[Start of Attachment]
//! Core math modules.

pub mod beta;
pub mod binomial;
pub mod stable;
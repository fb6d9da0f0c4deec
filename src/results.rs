use crate::types::SqlValue;

/// A row from a query result.
///
/// Column names are shared across all rows of a record set; a per-row index
/// cache avoids repeated string comparisons on lookup.
#[derive(Debug, Clone)]
pub struct DbRow {
    /// The column names for this row (shared across all rows in a record set)
    pub column_names: std::sync::Arc<Vec<String>>,
    /// The values for this row
    pub values: Vec<SqlValue>,
    #[doc(hidden)]
    pub(crate) column_index_cache: std::sync::Arc<std::collections::HashMap<String, usize>>,
}

impl DbRow {
    /// Create a new row from shared column names and values.
    #[must_use]
    pub fn new(column_names: std::sync::Arc<Vec<String>>, values: Vec<SqlValue>) -> Self {
        let cache = std::sync::Arc::new(
            column_names
                .iter()
                .enumerate()
                .map(|(i, name)| (name.clone(), i))
                .collect::<std::collections::HashMap<_, _>>(),
        );

        Self {
            column_names,
            values,
            column_index_cache: cache,
        }
    }

    /// Get the index of a column by name.
    #[must_use]
    pub fn get_column_index(&self, column_name: &str) -> Option<usize> {
        if let Some(&idx) = self.column_index_cache.get(column_name) {
            return Some(idx);
        }

        // Fall back to linear search
        self.column_names.iter().position(|col| col == column_name)
    }

    /// Get a value from the row by column name.
    #[must_use]
    pub fn get(&self, column_name: &str) -> Option<&SqlValue> {
        let index_opt = self.get_column_index(column_name);
        if let Some(idx) = index_opt {
            self.values.get(idx)
        } else {
            None
        }
    }

    /// Get a value from the row by column index.
    #[must_use]
    pub fn get_by_index(&self, index: usize) -> Option<&SqlValue> {
        self.values.get(index)
    }
}

/// A record set returned from a query.
#[derive(Debug, Clone, Default)]
pub struct RecordSet {
    /// The rows returned by the query
    pub results: Vec<DbRow>,
    /// The number of rows returned or affected
    pub rows_affected: usize,
    /// Column names shared by all rows
    column_names: Option<std::sync::Arc<Vec<String>>>,
}

impl RecordSet {
    /// Create a new record set with a known capacity.
    #[must_use]
    pub fn with_capacity(capacity: usize) -> RecordSet {
        RecordSet {
            results: Vec::with_capacity(capacity),
            rows_affected: 0,
            column_names: None,
        }
    }

    /// Set the column names for this record set (shared by all rows).
    pub fn set_column_names(&mut self, column_names: std::sync::Arc<Vec<String>>) {
        self.column_names = Some(column_names);
    }

    /// Get the column names for this record set.
    #[must_use]
    pub fn get_column_names(&self) -> Option<&std::sync::Arc<Vec<String>>> {
        self.column_names.as_ref()
    }

    /// Append a row built from the shared column names.
    pub fn add_row_values(&mut self, values: Vec<SqlValue>) {
        if let Some(column_names) = &self.column_names {
            self.results.push(DbRow::new(column_names.clone(), values));
            self.rows_affected += 1;
        }
    }
}
//! Rendering of [`SqlValue`]s as T-SQL literals.
//!
//! Substituted values never travel as bound parameters; they are inlined into
//! the SQL text, so every rendering here must be injection-safe. In T-SQL the
//! only character that can terminate a string literal is the single quote, and
//! it is escaped by doubling; backslashes and control characters carry no
//! meta-meaning inside a literal.

use crate::types::SqlValue;

/// Render a value as an injection-safe T-SQL literal.
///
/// Arrays render as a parenthesized, comma-joined list of individually escaped
/// literals so they can stand in for the right-hand side of `IN (...)`. An
/// empty array renders `(NULL)`, which is syntactically valid and matches no
/// rows.
#[must_use]
pub fn escape(value: &SqlValue) -> String {
    match value {
        SqlValue::Int(i) => i.to_string(),
        SqlValue::Float(f) => {
            if f.is_finite() {
                f.to_string()
            } else {
                // NaN/infinity have no SQL literal form
                "NULL".to_string()
            }
        }
        SqlValue::Text(s) => escape_str(s),
        SqlValue::Bool(b) => {
            if *b {
                "1".to_string()
            } else {
                "0".to_string()
            }
        }
        SqlValue::Timestamp(dt) => format!("'{}'", dt.format("%Y-%m-%dT%H:%M:%S%.3f")),
        SqlValue::Null => "NULL".to_string(),
        SqlValue::Json(jsval) => escape_str(&jsval.to_string()),
        SqlValue::Blob(bytes) => {
            let mut out = String::with_capacity(2 + bytes.len() * 2);
            out.push_str("0x");
            for b in bytes {
                out.push_str(&format!("{b:02X}"));
            }
            out
        }
        SqlValue::Array(values) => {
            if values.is_empty() {
                return "(NULL)".to_string();
            }
            let rendered: Vec<String> = values.iter().map(escape).collect();
            format!("({})", rendered.join(","))
        }
    }
}

/// Quote a string as a unicode T-SQL literal, doubling embedded quotes.
fn escape_str(s: &str) -> String {
    let mut out = String::with_capacity(s.len() + 3);
    out.push_str("N'");
    for c in s.chars() {
        if c == '\'' {
            out.push_str("''");
        } else {
            out.push(c);
        }
    }
    out.push('\'');
    out
}
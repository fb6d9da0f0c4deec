use std::fmt;

use serde::Deserialize;
use tokio::net::TcpStream;
use tokio_util::compat::Compat;

use crate::error::PersistenceError;

/// Type alias for the SQL Server client behind the pool.
pub type MssqlClient = tiberius::Client<Compat<TcpStream>>;

/// Connection pool for SQL Server.
pub type MssqlPool = deadpool_tiberius::Pool;

/// One checked-out pooled connection.
pub type MssqlConnection = deadpool::managed::Object<deadpool_tiberius::Manager>;

fn default_trust_cert() -> bool {
    true
}

/// Connection configuration for the adapter.
///
/// Immutable after construction and owned exclusively by the adapter.
#[derive(Clone, Deserialize)]
pub struct PersistenceInfo {
    pub host: String,
    pub database: String,
    pub user: String,
    pub password: String,
    #[serde(default)]
    pub port: Option<u16>,
    #[serde(default)]
    pub max_pool_size: Option<usize>,
    #[serde(default = "default_trust_cert")]
    pub trust_cert: bool,
}

// Manual Debug so connection credentials never end up in logs
impl fmt::Debug for PersistenceInfo {
    fn fmt(&self, f: &mut fmt::Formatter<'_>) -> fmt::Result {
        f.debug_struct("PersistenceInfo")
            .field("host", &self.host)
            .field("database", &self.database)
            .field("user", &self.user)
            .field("password", &"<redacted>")
            .field("port", &self.port)
            .field("max_pool_size", &self.max_pool_size)
            .field("trust_cert", &self.trust_cert)
            .finish()
    }
}

impl PersistenceInfo {
    #[must_use]
    pub fn new(
        host: impl Into<String>,
        database: impl Into<String>,
        user: impl Into<String>,
        password: impl Into<String>,
    ) -> Self {
        Self {
            host: host.into(),
            database: database.into(),
            user: user.into(),
            password: password.into(),
            port: None,
            max_pool_size: None,
            trust_cert: true,
        }
    }

    #[must_use]
    pub fn with_port(mut self, port: u16) -> Self {
        self.port = Some(port);
        self
    }

    #[must_use]
    pub fn with_max_pool_size(mut self, max_pool_size: usize) -> Self {
        self.max_pool_size = Some(max_pool_size);
        self
    }

    #[must_use]
    pub fn with_trust_cert(mut self, trust_cert: bool) -> Self {
        self.trust_cert = trust_cert;
        self
    }
}

/// Build a deadpool-managed tiberius pool from the configuration.
///
/// # Errors
///
/// Returns `PersistenceError::ConnectionError` if pool creation fails.
pub fn build_pool(info: &PersistenceInfo) -> Result<MssqlPool, PersistenceError> {
    let mut manager = deadpool_tiberius::Manager::new()
        .host(&info.host)
        .port(info.port.unwrap_or(1433))
        .database(&info.database)
        .basic_authentication(&info.user, &info.password)
        .max_size(info.max_pool_size.unwrap_or(20));

    if info.trust_cert {
        manager = manager.trust_cert();
    }

    manager.create_pool().map_err(|e| {
        PersistenceError::ConnectionError(format!("Failed to create SQL Server pool: {e}"))
    })
}

#[cfg(test)]
mod tests {
    use super::*;

    #[test]
    fn debug_redacts_password() {
        let info = PersistenceInfo::new("localhost", "app", "sa", "hunter2");
        let rendered = format!("{info:?}");
        assert!(!rendered.contains("hunter2"));
        assert!(rendered.contains("<redacted>"));
    }

    #[test]
    fn deserializes_with_defaults() {
        let info: PersistenceInfo = serde_json::from_str(
            r#"{"host": "db", "database": "app", "user": "sa", "password": "pw"}"#,
        )
        .unwrap();
        assert_eq!(info.port, None);
        assert!(info.trust_cert);
    }
}
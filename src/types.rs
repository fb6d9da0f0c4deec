use chrono::NaiveDateTime;
use serde_json::Value as JsonValue;

/// Values that can appear in a database row or be substituted into a query.
///
/// The same enum is used on both sides of the adapter so callers do not need
/// to branch on driver types:
/// ```rust
/// use mssql_persistence::prelude::*;
///
/// let values = vec![
///     SqlValue::Int(1),
///     SqlValue::Text("alice".into()),
///     SqlValue::Bool(true),
/// ];
/// # let _ = values;
/// ```
#[derive(Debug, Clone, PartialEq)]
pub enum SqlValue {
    /// Integer value (64-bit)
    Int(i64),
    /// Floating point value (64-bit)
    Float(f64),
    /// Text/string value
    Text(String),
    /// Boolean value
    Bool(bool),
    /// Timestamp value
    Timestamp(NaiveDateTime),
    /// NULL value
    Null,
    /// JSON value
    Json(JsonValue),
    /// Binary data
    Blob(Vec<u8>),
    /// Sequence of values, rendered as a parenthesized list for `IN (...)`
    /// fragments. Parameter-side only; never produced when reading rows.
    Array(Vec<SqlValue>),
}

impl SqlValue {
    /// Check if this value is NULL
    #[must_use]
    pub fn is_null(&self) -> bool {
        matches!(self, Self::Null)
    }

    #[must_use]
    pub fn as_int(&self) -> Option<&i64> {
        if let SqlValue::Int(value) = self {
            Some(value)
        } else {
            None
        }
    }

    #[must_use]
    pub fn as_text(&self) -> Option<&str> {
        if let SqlValue::Text(value) = self {
            Some(value)
        } else {
            None
        }
    }

    #[must_use]
    pub fn as_bool(&self) -> Option<&bool> {
        if let SqlValue::Bool(value) = self {
            return Some(value);
        } else if let Some(i) = self.as_int() {
            if *i == 1 {
                return Some(&true);
            } else if *i == 0 {
                return Some(&false);
            }
        }
        None
    }

    #[must_use]
    pub fn as_timestamp(&self) -> Option<NaiveDateTime> {
        if let SqlValue::Timestamp(value) = self {
            return Some(*value);
        } else if let Some(s) = self.as_text() {
            // Try "YYYY-MM-DD HH:MM:SS"
            if let Ok(dt) = NaiveDateTime::parse_from_str(s, "%Y-%m-%d %H:%M:%S") {
                return Some(dt);
            }
            // Try "YYYY-MM-DD HH:MM:SS.SSS"
            if let Ok(dt) = NaiveDateTime::parse_from_str(s, "%Y-%m-%d %H:%M:%S.%3f") {
                return Some(dt);
            }
        }
        None
    }

    #[must_use]
    pub fn as_float(&self) -> Option<f64> {
        if let SqlValue::Float(value) = self {
            Some(*value)
        } else {
            None
        }
    }

    #[must_use]
    pub fn as_blob(&self) -> Option<&[u8]> {
        if let SqlValue::Blob(bytes) = self {
            Some(bytes)
        } else {
            None
        }
    }
}
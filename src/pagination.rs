//! Pagination clause generation for the SQL Server dialect.
//!
//! A base query fragment is wrapped with a ranking window sub-select and a
//! `BETWEEN` filter over session-scoped variables (`@PageNumber`, `@RowsPage`),
//! which the dialect requires for this shape of paging. Page numbering is
//! one-based throughout: page N with size S covers ranks
//! `[(N-1)*S + 1, N*S]`, and the same convention drives page counting.
//!
//! Pagination is an additive, opt-in decoration: options without a positive
//! page size fail validation silently and the base fragment passes through
//! unmodified.

use std::borrow::Cow;

use serde::{Deserialize, Serialize};

/// Ranking strategy used to assign ordinal positions to rows before paging.
///
/// `CountOnly` is the fallback when no ordering column is available; it keeps
/// the generated SQL valid but assigns every row the same rank, so callers
/// wanting real pagination must supply an ordering column.
#[derive(Debug, Clone, Copy, PartialEq, Eq, Default, Serialize, Deserialize)]
#[serde(rename_all = "snake_case")]
pub enum RankingStrategy {
    /// `DENSE_RANK() OVER(ORDER BY col)`, collapsing ties.
    #[default]
    DenseRank,
    /// `ROW_NUMBER() OVER(ORDER BY col)`, not collapsing ties.
    RowNumber,
    /// `COUNT(*) OVER()`; rank is meaningless and paging is effectively off.
    CountOnly,
}

/// Caller-supplied pagination options.
///
/// `page_size` accepts the `pagesize`/`pageSize` spellings when deserialized.
/// Computed page counts are returned from the counting operation rather than
/// written back into this struct.
#[derive(Debug, Clone, PartialEq, Eq, Serialize, Deserialize)]
#[serde(default)]
pub struct PaginationOptions {
    /// 1-based page number; absent defaults to the first page.
    pub page: Option<u64>,
    /// Rows per page; pagination is requested only when this is present and
    /// positive.
    #[serde(alias = "pagesize", alias = "pageSize")]
    pub page_size: Option<u64>,
    /// Ranking strategy for the window sub-select.
    pub ranking: RankingStrategy,
    /// Apply a distinct projection before ranking (on unless disabled).
    pub distinct: bool,
}

impl Default for PaginationOptions {
    fn default() -> Self {
        Self {
            page: None,
            page_size: None,
            ranking: RankingStrategy::default(),
            distinct: true,
        }
    }
}

impl PaginationOptions {
    /// Options requesting pages of `page_size` rows, starting at page 1.
    #[must_use]
    pub fn new(page_size: u64) -> Self {
        Self {
            page_size: Some(page_size),
            ..Self::default()
        }
    }

    #[must_use]
    pub fn with_page(mut self, page: u64) -> Self {
        self.page = Some(page);
        self
    }

    #[must_use]
    pub fn with_page_size(mut self, page_size: u64) -> Self {
        self.page_size = Some(page_size);
        self
    }

    #[must_use]
    pub fn with_ranking(mut self, ranking: RankingStrategy) -> Self {
        self.ranking = ranking;
        self
    }

    #[must_use]
    pub fn with_distinct(mut self, distinct: bool) -> Self {
        self.distinct = distinct;
        self
    }

    /// Validate the options into a normalized page request.
    ///
    /// `None` means "no pagination requested", never an error: the page size
    /// is absent or zero. An absent page defaults to 1; page 0 normalizes to 1
    /// under the one-based convention.
    #[must_use]
    pub fn validate(&self) -> Option<PageRequest> {
        match self.page_size {
            Some(page_size) if page_size > 0 => Some(PageRequest {
                page: self.page.unwrap_or(1).max(1),
                page_size,
            }),
            _ => None,
        }
    }

    #[must_use]
    pub fn is_valid(&self) -> bool {
        self.validate().is_some()
    }
}

/// A validated, normalized pagination request.
#[derive(Debug, Clone, Copy, PartialEq, Eq)]
pub struct PageRequest {
    /// 1-based page number, at least 1.
    pub page: u64,
    /// Rows per page, at least 1.
    pub page_size: u64,
}

impl PageRequest {
    /// Inclusive rank window covered by this request.
    #[must_use]
    pub fn window(&self) -> (u64, u64) {
        let first = (self.page - 1) * self.page_size + 1;
        let last = self.page * self.page_size;
        (first, last)
    }
}

fn rank_expression(ranking: RankingStrategy, order_column: Option<&str>) -> String {
    match (order_column, ranking) {
        (Some(col), RankingStrategy::DenseRank) => format!("DENSE_RANK() OVER(ORDER BY {col})"),
        (Some(col), RankingStrategy::RowNumber) => format!("ROW_NUMBER() OVER(ORDER BY {col})"),
        _ => "COUNT(*) OVER()".to_string(),
    }
}

/// Generate the SQL prefix that precedes the base fragment.
///
/// `order_column` is interpolated verbatim into the `OVER(ORDER BY ...)`
/// clause; it must be a trusted identifier, not user input. Returns an empty
/// string when the options fail validation.
#[must_use]
pub fn generate_pagination_prefix(
    options: &PaginationOptions,
    order_column: Option<&str>,
) -> String {
    let Some(request) = options.validate() else {
        return String::new();
    };

    let rank = rank_expression(options.ranking, order_column);
    let inner = if options.distinct {
        "SELECT DISTINCT * FROM ( "
    } else {
        " "
    };
    format!(
        " DECLARE @PageNumber AS INT, @RowsPage AS INT \
         SET @PageNumber = {page} \
         SET @RowsPage = {page_size} \
         SELECT * FROM (SELECT {rank} AS element_number,* FROM ({inner}",
        page = request.page,
        page_size = request.page_size,
    )
}

/// Generate the SQL suffix that follows the base fragment.
///
/// Closes the sub-selects opened by the prefix and filters ranks to the
/// one-based page window. Returns an empty string when the options fail
/// validation.
#[must_use]
pub fn generate_pagination_suffix(options: &PaginationOptions) -> String {
    if options.validate().is_none() {
        return String::new();
    }

    let close_distinct = if options.distinct {
        " ) AS distinct_rows"
    } else {
        " "
    };
    format!(
        "{close_distinct}) AS paging_element) AS ranked_element \
         WHERE element_number BETWEEN ((@PageNumber - 1) * @RowsPage + 1) \
         AND (@PageNumber * @RowsPage) ",
    )
}

/// Wrap a base fragment with the pagination prefix and suffix.
///
/// Passes the fragment through unmodified when the options fail validation.
#[must_use]
pub fn wrap_with_pagination<'a>(
    script: &'a str,
    options: &PaginationOptions,
    order_column: Option<&str>,
) -> Cow<'a, str> {
    if !options.is_valid() {
        return Cow::Borrowed(script);
    }
    let prefix = generate_pagination_prefix(options, order_column);
    let suffix = generate_pagination_suffix(options);
    Cow::Owned(format!("{prefix}{script}{suffix}"))
}

/// Ceiling-divide a row count into pages.
#[must_use]
pub fn pages_for_row_count(rows: u64, page_size: u64) -> u64 {
    if page_size == 0 {
        return 1;
    }
    rows.div_ceil(page_size)
}

#[cfg(test)]
mod tests {
    use super::*;

    #[test]
    fn page_size_alone_passes_validation_with_default_page() {
        let options = PaginationOptions::new(10);
        let request = options.validate().unwrap();
        assert_eq!(request.page, 1);
        assert_eq!(request.page_size, 10);
    }

    #[test]
    fn empty_options_fail_validation_and_yield_empty_fragments() {
        let options = PaginationOptions::default();
        assert!(!options.is_valid());
        assert_eq!(generate_pagination_prefix(&options, Some("id")), "");
        assert_eq!(generate_pagination_suffix(&options), "");
    }

    #[test]
    fn zero_page_size_means_no_pagination() {
        let options = PaginationOptions::new(0);
        assert!(options.validate().is_none());
    }

    #[test]
    fn page_zero_normalizes_to_first_page() {
        let options = PaginationOptions::new(10).with_page(0);
        assert_eq!(options.validate().unwrap().page, 1);
    }

    #[test]
    fn one_based_window_arithmetic() {
        let request = PageRequest {
            page: 2,
            page_size: 10,
        };
        assert_eq!(request.window(), (11, 20));

        let first = PageRequest {
            page: 1,
            page_size: 25,
        };
        assert_eq!(first.window(), (1, 25));
    }

    #[test]
    fn dense_rank_prefix_and_suffix_shape() {
        let options = PaginationOptions::new(10).with_page(2);
        let prefix = generate_pagination_prefix(&options, Some("id"));
        let suffix = generate_pagination_suffix(&options);

        assert!(prefix.contains("DECLARE @PageNumber AS INT, @RowsPage AS INT"));
        assert!(prefix.contains("SET @PageNumber = 2"));
        assert!(prefix.contains("SET @RowsPage = 10"));
        assert!(prefix.contains("DENSE_RANK() OVER(ORDER BY id) AS element_number"));
        assert!(prefix.contains("SELECT DISTINCT * FROM ("));

        assert!(suffix.contains(") AS distinct_rows) AS paging_element) AS ranked_element"));
        assert!(suffix.contains("BETWEEN ((@PageNumber - 1) * @RowsPage + 1)"));
        assert!(suffix.contains("AND (@PageNumber * @RowsPage)"));
    }

    #[test]
    fn wrapped_fragment_balances_parentheses() {
        for distinct in [true, false] {
            let options = PaginationOptions::new(10).with_page(2).with_distinct(distinct);
            let sql = wrap_with_pagination("SELECT * FROM t", &options, Some("id"));
            let opens = sql.matches('(').count();
            let closes = sql.matches(')').count();
            assert_eq!(opens, closes, "distinct={distinct}: {sql}");
        }
    }

    #[test]
    fn row_number_strategy_uses_row_number() {
        let options = PaginationOptions::new(5).with_ranking(RankingStrategy::RowNumber);
        let prefix = generate_pagination_prefix(&options, Some("created_at"));
        assert!(prefix.contains("ROW_NUMBER() OVER(ORDER BY created_at)"));
        assert!(!prefix.contains("DENSE_RANK"));
    }

    #[test]
    fn missing_order_column_falls_back_to_count() {
        let options = PaginationOptions::new(5);
        let prefix = generate_pagination_prefix(&options, None);
        assert!(prefix.contains("COUNT(*) OVER() AS element_number"));

        let explicit = PaginationOptions::new(5).with_ranking(RankingStrategy::CountOnly);
        let prefix = generate_pagination_prefix(&explicit, Some("id"));
        assert!(prefix.contains("COUNT(*) OVER() AS element_number"));
    }

    #[test]
    fn distinct_off_drops_the_inner_projection() {
        let options = PaginationOptions::new(10).with_distinct(false);
        let prefix = generate_pagination_prefix(&options, Some("id"));
        let suffix = generate_pagination_suffix(&options);
        assert!(!prefix.contains("DISTINCT"));
        assert!(!suffix.contains("distinct_rows"));
    }

    #[test]
    fn invalid_options_pass_fragment_through_unmodified() {
        let options = PaginationOptions::default();
        let sql = wrap_with_pagination("SELECT * FROM t", &options, Some("id"));
        assert!(matches!(sql, Cow::Borrowed(_)));
        assert_eq!(sql, "SELECT * FROM t");
    }

    #[test]
    fn page_counts_use_ceiling_division() {
        assert_eq!(pages_for_row_count(25, 10), 3);
        assert_eq!(pages_for_row_count(30, 10), 3);
        assert_eq!(pages_for_row_count(1, 10), 1);
        assert_eq!(pages_for_row_count(0, 10), 0);
    }

    #[test]
    fn page_size_alias_accepted_on_deserialization() {
        let options: PaginationOptions = serde_json::from_str(r#"{"pagesize": 10}"#).unwrap();
        assert_eq!(options.page_size, Some(10));
        let options: PaginationOptions = serde_json::from_str(r#"{"pageSize": 10}"#).unwrap();
        assert_eq!(options.page_size, Some(10));
    }
}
[End of Attachment]
* WORK TO COMPLETE: What you give back must be the stretch above, starting at the line with "out.push('\'');" and ending at the line with "checked-out pooled connection.", copied exactly.

* COMPLETED TASK:
    out.push('\'');
    out
}
repository fb6d9da0f0c4deec
use std::fmt;

use serde::Deserialize;
use tokio::net::TcpStream;
use tokio_util::compat::Compat;

use crate::error::PersistenceError;

/// Type alias for the SQL Server client behind the pool.
pub type MssqlClient = tiberius::Client<Compat<TcpStream>>;

/// Connection pool for SQL Server.
pub type MssqlPool = deadpool_tiberius::Pool;

/// One checked-out pooled connection.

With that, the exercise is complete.